» Work instructions: Go through the data below. List every line that holds the word "flight".

**** Data for this exercise ****

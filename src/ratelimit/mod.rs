pub mod algorithms;
pub mod limiter;
pub mod resolver;
pub mod rules;
pub mod state;

pub use algorithms::{Algorithm, AlgorithmVerdict};
pub use limiter::{RateLimitDecision, RateLimiter};
pub use resolver::RuleResolver;
pub use rules::{EndpointPattern, RateLimitRule, RuleScope};
pub use state::{RateLimitState, StateCache};
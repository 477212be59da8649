//! Request, decision, and event types crossing the pipeline boundary.

use std::collections::HashMap;

use serde::{Deserialize, Serialize};

/// An inbound request as seen by the admission pipeline. HTTP framing is the
/// caller's concern; this is the already-parsed envelope.
#[derive(Debug, Clone)]
pub struct GatewayRequest {
    pub method: String,
    pub path: String,
    /// Caller IP, used as the identifier for anonymous and DDoS checks
    pub ip: String,
    pub headers: HashMap<String, String>,
    pub body: Option<String>,
    /// Raw API key as presented, if any
    pub api_key: Option<String>,
}

impl GatewayRequest {
    pub fn new(method: &str, path: &str, ip: &str) -> Self {
        Self {
            method: method.to_string(),
            path: path.to_string(),
            ip: ip.to_string(),
            headers: HashMap::new(),
            body: None,
            api_key: None,
        }
    }

    pub fn with_api_key(mut self, raw: &str) -> Self {
        self.api_key = Some(raw.to_string());
        self
    }

    pub fn with_body(mut self, body: &str) -> Self {
        self.body = Some(body.to_string());
        self
    }

    pub fn with_header(mut self, name: &str, value: &str) -> Self {
        self.headers.insert(name.to_string(), value.to_string());
        self
    }

    pub fn body_size(&self) -> usize {
        self.body.as_ref().map(|b| b.len()).unwrap_or(0)
    }
}

/// Lifecycle status of an API key.
#[derive(Debug, Clone, Copy, PartialEq, Eq, Serialize, Deserialize)]
#[serde(rename_all = "lowercase")]
pub enum KeyStatus {
    Active,
    Suspended,
    Expired,
}

/// A validated API key, read-only to the admission core. Supplies the
/// identifier for key-scoped rate limits and the declared allowances for the
/// permission pre-check.
#[derive(Debug, Clone, Serialize, Deserialize)]
pub struct ApiKey {
    pub id: String,
    #[serde(default)]
    pub scopes: Vec<String>,
    /// Endpoint prefixes the key may call (empty = all)
    #[serde(default)]
    pub allowed_endpoints: Vec<String>,
    /// Methods the key may use (empty = all)
    #[serde(default)]
    pub allowed_methods: Vec<String>,
    /// Source IPs the key may be used from (empty = any)
    #[serde(default)]
    pub ip_whitelist: Vec<String>,
    pub status: KeyStatus,
}

impl ApiKey {
    /// Check the key's declared allowances against a request. Returns the
    /// denial reason, if any.
    pub fn permits(&self, endpoint: &str, method: &str, ip: &str) -> Result<(), String> {
        if !self.allowed_endpoints.is_empty()
            && !self.allowed_endpoints.iter().any(|p| endpoint.starts_with(p.as_str()))
        {
            return Err(format!("endpoint '{}' not allowed for key", endpoint));
        }
        if !self.allowed_methods.is_empty()
            && !self
                .allowed_methods
                .iter()
                .any(|m| m.eq_ignore_ascii_case(method))
        {
            return Err(format!("method '{}' not allowed for key", method));
        }
        if !self.ip_whitelist.is_empty() && !self.ip_whitelist.iter().any(|w| w == ip) {
            return Err(format!("ip '{}' not in key whitelist", ip));
        }
        Ok(())
    }
}

/// The pipeline's verdict for one request.
#[derive(Debug, Clone)]
pub struct AdmissionDecision {
    pub allow: bool,
    pub status_code: u16,
    /// Correlation id, echoed in `X-Request-ID`
    pub request_id: String,
    /// The identifier the request was rate-limited against (key id or IP)
    pub identifier: String,
    /// Remaining quota under the most restrictive applicable rule. `None`
    /// when no finite quota applies (including fail-open).
    pub remaining: Option<u64>,
    pub reset_at_ms: Option<i64>,
    /// Set only on 429
    pub retry_after_secs: Option<u64>,
    pub headers: Vec<(String, String)>,
    pub reason: Option<String>,
}

/// What a wrapped handler returns on success.
#[derive(Debug, Clone)]
pub struct HandlerResponse {
    pub status_code: u16,
    pub body: String,
}

impl HandlerResponse {
    pub fn ok(body: &str) -> Self {
        Self {
            status_code: 200,
            body: body.to_string(),
        }
    }
}

/// Usage record emitted per request, fire-and-forget.
#[derive(Debug, Clone, Serialize, Deserialize)]
pub struct UsageEvent {
    pub request_id: String,
    pub identifier: String,
    pub endpoint: String,
    pub method: String,
    pub status_code: u16,
    pub latency_ms: u64,
    pub request_bytes: usize,
    pub response_bytes: usize,
    pub timestamp_ms: i64,
}

/// Security alert raised by the signature scan, fire-and-forget.
#[derive(Debug, Clone, Serialize, Deserialize)]
pub struct SecurityAlert {
    pub request_id: String,
    pub ip: String,
    pub endpoint: String,
    /// Signature category, e.g. "path_traversal"
    pub category: String,
    /// The matched signature
    pub pattern: String,
    pub timestamp_ms: i64,
}
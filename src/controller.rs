//! Turns button presses into background operations.
//!
//! Every entry point runs on the UI thread. It claims the matching
//! [`Enablement`](crate::state::Enablement) slot before starting work, and the
//! slot is released only by the completion callback delivered through the
//! bridge, whether the operation succeeded or not.

use std::path::PathBuf;
use std::sync::Arc;

use tracing::{debug, info, warn};

use crate::bridge::Dispatcher;
use crate::downloader::{AudioSettings, DownloadOptions, MediaCollaborator, ResolveOptions};
use crate::errors::{InputError, MediaError};
use crate::model::{DownloadMode, MediaInfo, OperationRequest, VideoQuality};
use crate::progress::project;
use crate::runner::TaskRunner;
use crate::state::{ActionKind, AppState};
use crate::thumbnail::ThumbnailLoader;

/// Pre-filled hint text; never treated as a URL.
pub const URL_PLACEHOLDER: &str = "Enter YouTube URLs here...";

/// Non-empty lines of the URL box, in order.
pub fn parse_urls(input: &str) -> Result<Vec<String>, InputError> {
    let urls: Vec<String> = input
        .lines()
        .map(str::trim)
        .filter(|line| !line.is_empty() && *line != URL_PLACEHOLDER)
        .map(str::to_owned)
        .collect();
    if urls.is_empty() {
        return Err(InputError::NoUrl);
    }
    Ok(urls)
}

#[derive(Debug, Default)]
struct BatchSummary {
    succeeded: usize,
    failed: usize,
}

#[derive(Clone)]
pub struct Controller {
    /// Resolves and downloads media; shared with every background task
    collaborator: Arc<dyn MediaCollaborator>,
    /// Starts fetch and download threads
    runner: TaskRunner<AppState>,
    /// Refreshes the thumbnail whenever the info card changes
    thumbnails: ThumbnailLoader,
    /// Where downloads are written; created on demand
    download_dir: PathBuf,
    /// Codec and bitrate for audio-only downloads
    audio: AudioSettings,
}

impl Controller {
    pub fn new(
        collaborator: Arc<dyn MediaCollaborator>,
        runner: TaskRunner<AppState>,
        thumbnails: ThumbnailLoader,
        download_dir: PathBuf,
        audio: AudioSettings,
    ) -> Self {
        Self { collaborator, runner, thumbnails, download_dir, audio }
    }

    pub fn download_dir(&self) -> &PathBuf {
        &self.download_dir
    }

    pub fn set_download_dir(&mut self, dir: PathBuf) {
        info!(dir = %dir.display(), "download directory changed");
        self.download_dir = dir;
    }

    /// Fetches metadata for the first URL in `input`.
    pub fn fetch_info(&self, state: &mut AppState, input: &str) {
        let url = match parse_urls(input) {
            Ok(urls) => urls[0].clone(),
            Err(err) => {
                state.modal_error = Some(err.to_string());
                return;
            }
        };
        if !state.enablement.try_begin(ActionKind::Fetch) {
            debug!("fetch already in flight, ignoring");
            return;
        }
        state.log_status("🔍 Fetching info...");

        let collaborator = Arc::clone(&self.collaborator);
        let thumbnails = self.thumbnails.clone();
        let spawned = self.runner.run(
            "fetch",
            move |_| collaborator.resolve(&url, &ResolveOptions::default()),
            move |state: &mut AppState, outcome| {
                match outcome {
                    Ok(info) => {
                        show_info(state, &thumbnails, info);
                        state.log_success("Info fetched");
                    }
                    Err(err) => state.log_failure(err),
                }
                state.enablement.finish(ActionKind::Fetch);
            },
        );
        if let Err(err) = spawned {
            state.log_failure(format!("could not start fetch: {err}"));
            state.enablement.finish(ActionKind::Fetch);
        }
    }

    /// Downloads every URL in `input`, one after another, on one background thread.
    pub fn download(&self, state: &mut AppState, input: &str, mode: DownloadMode, quality: Option<VideoQuality>) {
        let requests: Vec<OperationRequest> = match parse_urls(input) {
            Ok(urls) => urls
                .into_iter()
                .map(|url| OperationRequest::new(url, mode, quality))
                .collect(),
            Err(err) => {
                state.modal_error = Some(err.to_string());
                return;
            }
        };
        if !state.enablement.try_begin(ActionKind::Download) {
            debug!("download already in flight, ignoring");
            return;
        }
        state.log_status("⬇️ Starting download...");

        let collaborator = Arc::clone(&self.collaborator);
        let thumbnails = self.thumbnails.clone();
        let download_dir = self.download_dir.clone();
        let audio = self.audio.clone();
        let batch = requests.len();
        let spawned = self.runner.run(
            "download",
            move |ui: &Dispatcher<AppState>| -> Result<BatchSummary, MediaError> {
                let mut summary = BatchSummary::default();
                for request in requests {
                    let options = DownloadOptions::for_request(&request, &download_dir, &audio);
                    match download_one(collaborator.as_ref(), ui, &request, &options) {
                        Ok(Some(info)) => {
                            summary.succeeded += 1;
                            let thumbnails = thumbnails.clone();
                            ui.post(move |state| {
                                state.log_success(format!("Downloaded: {}", info.display_title()));
                                show_info(state, &thumbnails, info);
                            });
                        }
                        // Nothing to show, so the current info card stays.
                        Ok(None) => {
                            summary.succeeded += 1;
                            let url = request.url.clone();
                            ui.post(move |state| state.log_success(format!("Downloaded: {url}")));
                        }
                        Err(err) => {
                            summary.failed += 1;
                            warn!(url = %request.url, error = %err, "download failed");
                            ui.post(move |state| state.log_failure(err));
                        }
                    }
                }
                Ok(summary)
            },
            move |state: &mut AppState, outcome| {
                match outcome {
                    Ok(summary) => {
                        info!(succeeded = summary.succeeded, failed = summary.failed, "downloads finished");
                        if batch > 1 {
                            state.log_status("All downloads finished.");
                        }
                    }
                    Err(err) => state.log_failure(err),
                }
                state.enablement.finish(ActionKind::Download);
            },
        );
        if let Err(err) = spawned {
            state.log_failure(format!("could not start download: {err}"));
            state.enablement.finish(ActionKind::Download);
        }
    }
}

/// One URL of a batch. Runs on the background thread.
fn download_one(
    collaborator: &dyn MediaCollaborator,
    ui: &Dispatcher<AppState>,
    request: &OperationRequest,
    options: &DownloadOptions,
) -> Result<Option<MediaInfo>, MediaError> {
    let url = request.url.clone();
    ui.post(move |state| {
        state.progress.reset();
        state.log_status(format!("Processing: {url}"));
    });
    collaborator.download(&request.url, options, &mut |raw| {
        let event = project(&raw);
        ui.post(move |state| state.progress.apply(&event));
    })
}

fn show_info(state: &mut AppState, thumbnails: &ThumbnailLoader, info: MediaInfo) {
    thumbnails.load(state, info.thumbnail.as_deref());
    state.info = Some(info);
}
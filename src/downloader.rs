//! The external media collaborator and its yt-dlp implementation.

use std::io;
use std::path::{Path, PathBuf};
use std::process::Stdio;

use tokio::{
    io::{AsyncBufReadExt, AsyncRead, BufReader},
    process::{ChildStderr, ChildStdout, Command},
    runtime::Handle,
};
use tracing::{debug, info, warn};

use crate::errors::MediaError;
use crate::model::{DownloadMode, MediaInfo, OperationRequest};
use crate::progress::{RawProgress, parse_progress_line};

/// Resolves metadata and downloads media. Calls block until yt-dlp is done.
pub trait MediaCollaborator: Send + Sync {
    fn resolve(&self, url: &str, options: &ResolveOptions) -> Result<MediaInfo, MediaError>;

    /// `on_progress` may be invoked any number of times before this returns.
    /// Yields `None` when the file was written but no info document came back.
    fn download(
        &self,
        url: &str,
        options: &DownloadOptions,
        on_progress: &mut dyn FnMut(RawProgress),
    ) -> Result<Option<MediaInfo>, MediaError>;
}

#[derive(Debug, Clone, PartialEq, Eq)]
pub struct ResolveOptions {
    /// Suppress yt-dlp's own console chatter
    pub quiet: bool,
    /// Only print metadata; never fetch media
    pub skip_download: bool,
}

impl Default for ResolveOptions {
    fn default() -> Self {
        Self { quiet: true, skip_download: true }
    }
}

/// Steps yt-dlp runs after the media has been fetched.
#[derive(Debug, Clone, PartialEq, Eq)]
pub enum PostProcessor {
    /// Transcode to an audio-only file; `quality` is a bitrate in kbps
    ExtractAudio { codec: String, quality: Option<String> },
    /// Write title and artist tags into the file
    EmbedMetadata,
    /// Attach the downloaded thumbnail as cover art
    EmbedThumbnail,
}

/// How audio-only downloads are transcoded.
#[derive(Debug, Clone, PartialEq, Eq)]
pub struct AudioSettings {
    /// Target codec, e.g. `mp3`
    pub codec: String,
    /// Bitrate in kbps; `None` keeps yt-dlp's default
    pub quality: Option<String>,
}

impl Default for AudioSettings {
    fn default() -> Self {
        Self { codec: "mp3".to_string(), quality: Some("192".to_string()) }
    }
}

#[derive(Debug, Clone, PartialEq, Eq)]
pub struct DownloadOptions {
    /// yt-dlp output template, e.g. `downloads/%(title).200s.%(ext)s`
    pub output_template: PathBuf,
    /// yt-dlp format selector
    pub format: String,
    /// Container separate video and audio streams are merged into
    pub merge_output_format: Option<String>,
    /// Save the thumbnail next to the media so it can be embedded
    pub write_thumbnail: bool,
    /// Run in order after the download
    pub postprocessors: Vec<PostProcessor>,
    /// Suppress console chatter; progress lines are still printed
    pub quiet: bool,
}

****

» Solution below:
            debug!("fetch already in flight, ignoring");
            debug!("download already in flight, ignoring");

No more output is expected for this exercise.